The retroactive testing rule puts athletes and their entourages on notice that doping with something that’s undetectable now is no guarantee they won’t be exposed and held to account later.

“One of the fantastic things about this is we don’t necessarily have to find it now. We keep these samples for eight years precisely for [this] reason,” said Canadian IOC member Dick Pound, former chair of the World Anti-Doping Agency.

The retroactive testing rule has already paid off. Less than a year after the Beijing Summer Olympics in 2008, a test for a new blood-boosting drug, Micera, became available. Retesting found six athletes who had taken CERA, as it is called. One, Rashid Ramzi of Bahrain, was stripped of a gold medal won in the 1,500 metres race.

A similar situation could happen after the Vancouver Olympics.

Dr. Arne Ljungqvist, head of the IOC medical commission, said during the Games that some blood tests were being reanalyzed because there was a suspicion the lab might have been seeing signs of doping.

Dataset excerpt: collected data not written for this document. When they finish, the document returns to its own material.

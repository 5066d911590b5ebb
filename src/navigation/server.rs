//! Goal service facade: one goal at a time, reported back to the caller

use std::sync::{Arc, Mutex, PoisonError};
use tokio::sync::watch;

use super::execution::{ExecutionDriver, GoalExecution};
use super::trace::ProgressReporter;
use super::{Goal, GoalFeedback, GoalReport};
use crate::config::OsmcParams;
use crate::control::{BangBangController, GoalController};
use crate::error::{ConfigError, NavError};
use crate::interfaces::{TraceSink, VelocitySink};
use crate::lifecycle::{LifecycleError, LifecycleNode, LifecycleNodeBase, State};
use crate::perception::PoseStore;

type CancelSlot = Mutex<Option<watch::Sender<bool>>>;

/// Frees the active-goal slot however `submit` ends, including when its
/// future is dropped mid-execution
struct ActiveGoal<'a> {
    slot: &'a CancelSlot,
}

impl Drop for ActiveGoal<'_> {
    fn drop(&mut self) {
        *self.slot.lock().unwrap_or_else(PoisonError::into_inner) = None;
    }
}

/// Accepts point-to-point goals and executes them one at a time
pub struct GoalServer {
    base: LifecycleNodeBase,
    params: OsmcParams,
    controller: Arc<dyn GoalController>,
    pose_store: Arc<PoseStore>,
    driver: ExecutionDriver,
    active: CancelSlot,
}

impl GoalServer {
    /// Create a goal server using the bang-bang controller
    ///
    /// Fails if `params` does not validate.
    pub fn new(
        params: OsmcParams,
        pose_store: Arc<PoseStore>,
        velocity_sink: Arc<dyn VelocitySink>,
        trace_sink: Arc<dyn TraceSink>,
    ) -> Result<Self, ConfigError> {
        let controller = Arc::new(BangBangController::from_params(&params));
        Self::with_controller(params, controller, pose_store, velocity_sink, trace_sink)
    }

    /// Create a goal server with a specific control law
    pub fn with_controller(
        params: OsmcParams,
        controller: Arc<dyn GoalController>,
        pose_store: Arc<PoseStore>,
        velocity_sink: Arc<dyn VelocitySink>,
        trace_sink: Arc<dyn TraceSink>,
    ) -> Result<Self, ConfigError> {
        params.validate()?;
        let driver = ExecutionDriver::new(
            &params,
            Arc::clone(&pose_store),
            velocity_sink,
            ProgressReporter::new(trace_sink),
        );
        Ok(GoalServer {
            base: LifecycleNodeBase::new("osmc"),
            params,
            controller,
            pose_store,
            driver,
            active: Mutex::new(None),
        })
    }

    pub fn name(&self) -> &str {
        &self.base.name
    }

    pub fn state(&self) -> State {
        self.base.get_state()
    }

    pub fn params(&self) -> &OsmcParams {
        &self.params
    }

    /// Name of the control law in use
    pub fn controller_name(&self) -> &str {
        self.controller.name()
    }

    /// Whether a goal is currently executing
    pub fn is_busy(&self) -> bool {
        self.active
            .lock()
            .unwrap_or_else(PoisonError::into_inner)
            .is_some()
    }

    /// Per-cycle feedback of whichever goal is running
    pub fn feedback(&self) -> watch::Receiver<Option<GoalFeedback>> {
        self.driver.subscribe_feedback()
    }

    /// Ask the active goal to stop at its next cycle boundary
    ///
    /// Returns false if no goal was running.
    pub fn cancel(&self) -> bool {
        match self
            .active
            .lock()
            .unwrap_or_else(PoisonError::into_inner)
            .as_ref()
        {
            Some(cancel) => {
                log::info!("{}: cancel requested", self.name());
                cancel.send_replace(true);
                true
            }
            None => false,
        }
    }

    /// Claim the active-goal slot, or fail with `Inactive` or `Busy`
    ///
    /// The state is checked under the slot lock. `on_deactivate` changes the
    /// state before it takes that lock, so a goal claimed here is always seen
    /// by its cancel.
    fn claim(&self) -> Result<(ActiveGoal<'_>, watch::Receiver<bool>), NavError> {
        let mut slot = self.active.lock().unwrap_or_else(PoisonError::into_inner);
        if self.state() != State::Active {
            return Err(NavError::Inactive);
        }
        if slot.is_some() {
            return Err(NavError::Busy);
        }
        let (tx, rx) = watch::channel(false);
        *slot = Some(tx);
        Ok((ActiveGoal { slot: &self.active }, rx))
    }

    /// Execute `goal`, resolving once the robot has converged on it
    ///
    /// Rejections (`Inactive`, `InvalidGoal`, `Busy`, `StalePose`) return
    /// immediately without touching a goal that is already running.
    pub async fn submit(&self, goal: Goal) -> Result<GoalReport, NavError> {
        if self.state() != State::Active {
            return Err(NavError::Inactive);
        }
        if !goal.target.is_finite() {
            return Err(NavError::InvalidGoal(format!(
                "target {:?} is not finite",
                goal.target
            )));
        }

        let (_active, mut cancel) = self.claim().map_err(|e| {
            log::warn!("{}: rejecting goal {:?}: {}", self.name(), goal.target, e);
            e
        })?;

        let start = self
            .pose_store
            .fresh(self.params.stale_pose_timeout())
            .map_err(|e| {
                log::warn!("{}: rejecting goal {:?}: {}", self.name(), goal.target, e);
                e
            })?;

        log::info!(
            "TARGET: pose ({:.3},{:.3}) heading {:.3}, starting from ({:.3},{:.3}) heading {:.3}",
            goal.target.x,
            goal.target.y,
            goal.target.heading,
            start.x,
            start.y,
            start.heading
        );

        let mut execution =
            GoalExecution::new(goal, Arc::clone(&self.controller), &self.params.frame_id);
        self.driver.run(&mut execution, &mut cancel).await
    }
}

impl LifecycleNode for GoalServer {
    fn on_configure(&self) -> Result<(), LifecycleError> {
        self.base
            .transition("configure", State::Unconfigured, State::Inactive)
    }

    fn on_activate(&self) -> Result<(), LifecycleError> {
        self.base.transition("activate", State::Inactive, State::Active)
    }

    fn on_deactivate(&self) -> Result<(), LifecycleError> {
        self.base
            .transition("deactivate", State::Active, State::Inactive)?;
        self.cancel();
        Ok(())
    }

    fn on_cleanup(&self) -> Result<(), LifecycleError> {
        self.base
            .transition("cleanup", State::Inactive, State::Unconfigured)
    }
}

#[cfg(test)]
mod tests {
    use super::*;
    use crate::common::Pose2D;
    use crate::interfaces::{LogTraceSink, LogVelocitySink};
    use crate::lifecycle;

    fn server() -> GoalServer {
        let server = GoalServer::new(
            OsmcParams::default(),
            Arc::new(PoseStore::new()),
            Arc::new(LogVelocitySink),
            Arc::new(LogTraceSink),
        )
        .unwrap();
        lifecycle::bring_up(&server).unwrap();
        server
    }

    #[test]
    fn claim_after_deactivate_is_inactive() {
        let server = server();
        server.on_deactivate().unwrap();
        assert!(matches!(server.claim(), Err(NavError::Inactive)));
        assert!(!server.is_busy());
    }

    #[test]
    fn deactivate_cancels_a_claimed_goal() {
        let server = server();
        let (_active, cancel) = server.claim().unwrap();
        assert!(!*cancel.borrow());

        server.on_deactivate().unwrap();
        assert!(*cancel.borrow());
        assert!(matches!(server.claim(), Err(NavError::Busy)));
    }

    #[test]
    fn zero_rate_is_rejected() {
        let result = GoalServer::new(
            OsmcParams {
                rate_hz: 0.0,
                ..OsmcParams::default()
            },
            Arc::new(PoseStore::new()),
            Arc::new(LogVelocitySink),
            Arc::new(LogTraceSink),
        );
        assert!(matches!(
            result,
            Err(ConfigError::Invalid { name: "rate_hz", .. })
        ));
    }

    #[tokio::test]
    async fn slot_is_free_after_a_goal() {
        let server = server();
        let pose = Pose2D::new(0.0, 0.0, 0.0);
        server.pose_store.update(pose);
        assert!(server.submit(Goal::new(pose)).await.is_ok());
        assert!(server.claim().is_ok());
    }
}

It might be use of a new variant of the drug EPO (erthyropoeitin), which promotes generation of new red blood cells, he suggested. Anti-doping experts in Vancouver have been on the lookout for signs of use of a new EPO-like drug, Hematide, which hasn’t even hit the commercial market yet.

Blood doping is used by cheating athletes in endurance sports such as cross-country skiing, biathlon and some distances of long-track speedskating.

Ljungqvist classified the suspicion as “low grade” and gave no indication which athletes or which sports might have been under additional scrutiny. Nor did he say when answers might be forthcoming. Only time will tell whether athletes who competed at Vancouver will be caught for Hematide use.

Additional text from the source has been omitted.